(What to work on): Print all the records exactly as they stand.

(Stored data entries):

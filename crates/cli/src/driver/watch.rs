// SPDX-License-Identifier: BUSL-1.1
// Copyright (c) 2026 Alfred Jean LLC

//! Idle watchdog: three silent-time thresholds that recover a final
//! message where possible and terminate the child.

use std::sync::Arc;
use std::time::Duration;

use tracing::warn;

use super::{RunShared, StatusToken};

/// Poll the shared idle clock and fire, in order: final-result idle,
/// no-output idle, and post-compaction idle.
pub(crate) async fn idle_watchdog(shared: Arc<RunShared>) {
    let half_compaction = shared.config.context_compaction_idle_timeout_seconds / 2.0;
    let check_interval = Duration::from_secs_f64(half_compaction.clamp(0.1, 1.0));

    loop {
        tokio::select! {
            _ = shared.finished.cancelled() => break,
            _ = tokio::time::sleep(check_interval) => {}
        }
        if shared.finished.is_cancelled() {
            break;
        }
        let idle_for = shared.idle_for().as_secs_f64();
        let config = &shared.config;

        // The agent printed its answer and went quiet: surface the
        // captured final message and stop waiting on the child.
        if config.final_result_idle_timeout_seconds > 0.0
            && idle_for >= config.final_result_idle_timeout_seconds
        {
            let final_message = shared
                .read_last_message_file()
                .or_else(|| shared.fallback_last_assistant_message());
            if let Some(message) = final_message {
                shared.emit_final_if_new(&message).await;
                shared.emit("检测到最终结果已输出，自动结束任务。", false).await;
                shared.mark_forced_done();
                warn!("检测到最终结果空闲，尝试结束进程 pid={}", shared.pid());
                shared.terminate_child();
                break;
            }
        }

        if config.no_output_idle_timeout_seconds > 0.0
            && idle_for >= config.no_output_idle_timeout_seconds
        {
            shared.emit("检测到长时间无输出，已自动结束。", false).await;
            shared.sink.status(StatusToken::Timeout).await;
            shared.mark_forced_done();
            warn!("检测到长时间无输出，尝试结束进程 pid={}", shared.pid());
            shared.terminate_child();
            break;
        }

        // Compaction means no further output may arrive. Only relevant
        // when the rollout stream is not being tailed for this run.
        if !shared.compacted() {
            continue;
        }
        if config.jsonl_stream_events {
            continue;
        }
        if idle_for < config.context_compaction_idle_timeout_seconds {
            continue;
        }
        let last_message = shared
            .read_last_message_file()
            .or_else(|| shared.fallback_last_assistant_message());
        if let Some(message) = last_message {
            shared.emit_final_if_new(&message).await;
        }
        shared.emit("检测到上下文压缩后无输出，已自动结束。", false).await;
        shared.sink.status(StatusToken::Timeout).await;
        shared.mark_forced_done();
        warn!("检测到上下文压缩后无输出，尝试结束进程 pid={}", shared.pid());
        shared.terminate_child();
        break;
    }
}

(Exercise answer):
filename crates/cli/src/driver/watch.rs
// SPDX-License-Identifier: BUSL-1.1
// Copyright (c) 2026 Alfred Jean LLC

//! Idle watchdog: three silent-time thresholds that recover a final
//! message where possible and terminate the child.

use std::sync::Arc;
use std::time::Duration;

use tracing::warn;

use super::{RunShared, StatusToken};

/// Poll the shared idle clock and fire, in order: final-result idle,
/// no-output idle, and post-compaction idle.
pub(crate) async fn idle_watchdog(shared: Arc<RunShared>) {
    let half_compaction = shared.config.context_compaction_idle_timeout_seconds / 2.0;
    let check_interval = Duration::from_secs_f64(half_compaction.clamp(0.1, 1.0));

    loop {
        tokio::select! {
            _ = shared.finished.cancelled() => break,
            _ = tokio::time::sleep(check_interval) => {}
        }
        if shared.finished.is_cancelled() {
            break;
        }
        let idle_for = shared.idle_for().as_secs_f64();
        let config = &shared.config;

        // The agent printed its answer and went quiet: surface the
        // captured final message and stop waiting on the child.
        if config.final_result_idle_timeout_seconds > 0.0
            && idle_for >= config.final_result_idle_timeout_seconds
        {
            let final_message = shared
                .read_last_message_file()
                .or_else(|| shared.fallback_last_assistant_message());
            if let Some(message) = final_message {
                shared.emit_final_if_new(&message).await;
                shared.emit("检测到最终结果已输出，自动结束任务。", false).await;
                shared.mark_forced_done();
                warn!("检测到最终结果空闲，尝试结束进程 pid={}", shared.pid());
                shared.terminate_child();
                break;
            }
        }

        if config.no_output_idle_timeout_seconds > 0.0
            && idle_for >= config.no_output_idle_timeout_seconds
        {
            shared.emit("检测到长时间无输出，已自动结束。", false).await;
            shared.sink.status(StatusToken::Timeout).await;
            shared.mark_forced_done();
            warn!("检测到长时间无输出，尝试结束进程 pid={}", shared.pid());
            shared.terminate_child();
            break;
        }

        // Compaction means no further output may arrive. Only relevant
        // when the rollout stream is not being tailed for this run.
        if !shared.compacted() {
            continue;
        }
        if config.jsonl_stream_events {
            continue;
        }
        if idle_for < config.context_compaction_idle_timeout_seconds {
            continue;
        }
        let last_message = shared
            .read_last_message_file()
            .or_else(|| shared.fallback_last_assistant_message());
        if let Some(message) = last_message {
            shared.emit_final_if_new(&message).await;
        }
        shared.emit("检测到上下文压缩后无输出，已自动结束。", false).await;
        shared.sink.status(StatusToken::Timeout).await;
        shared.mark_forced_done();
        warn!("检测到上下文压缩后无输出，尝试结束进程 pid={}", shared.pid());
        shared.terminate_child();
        break;
    }
}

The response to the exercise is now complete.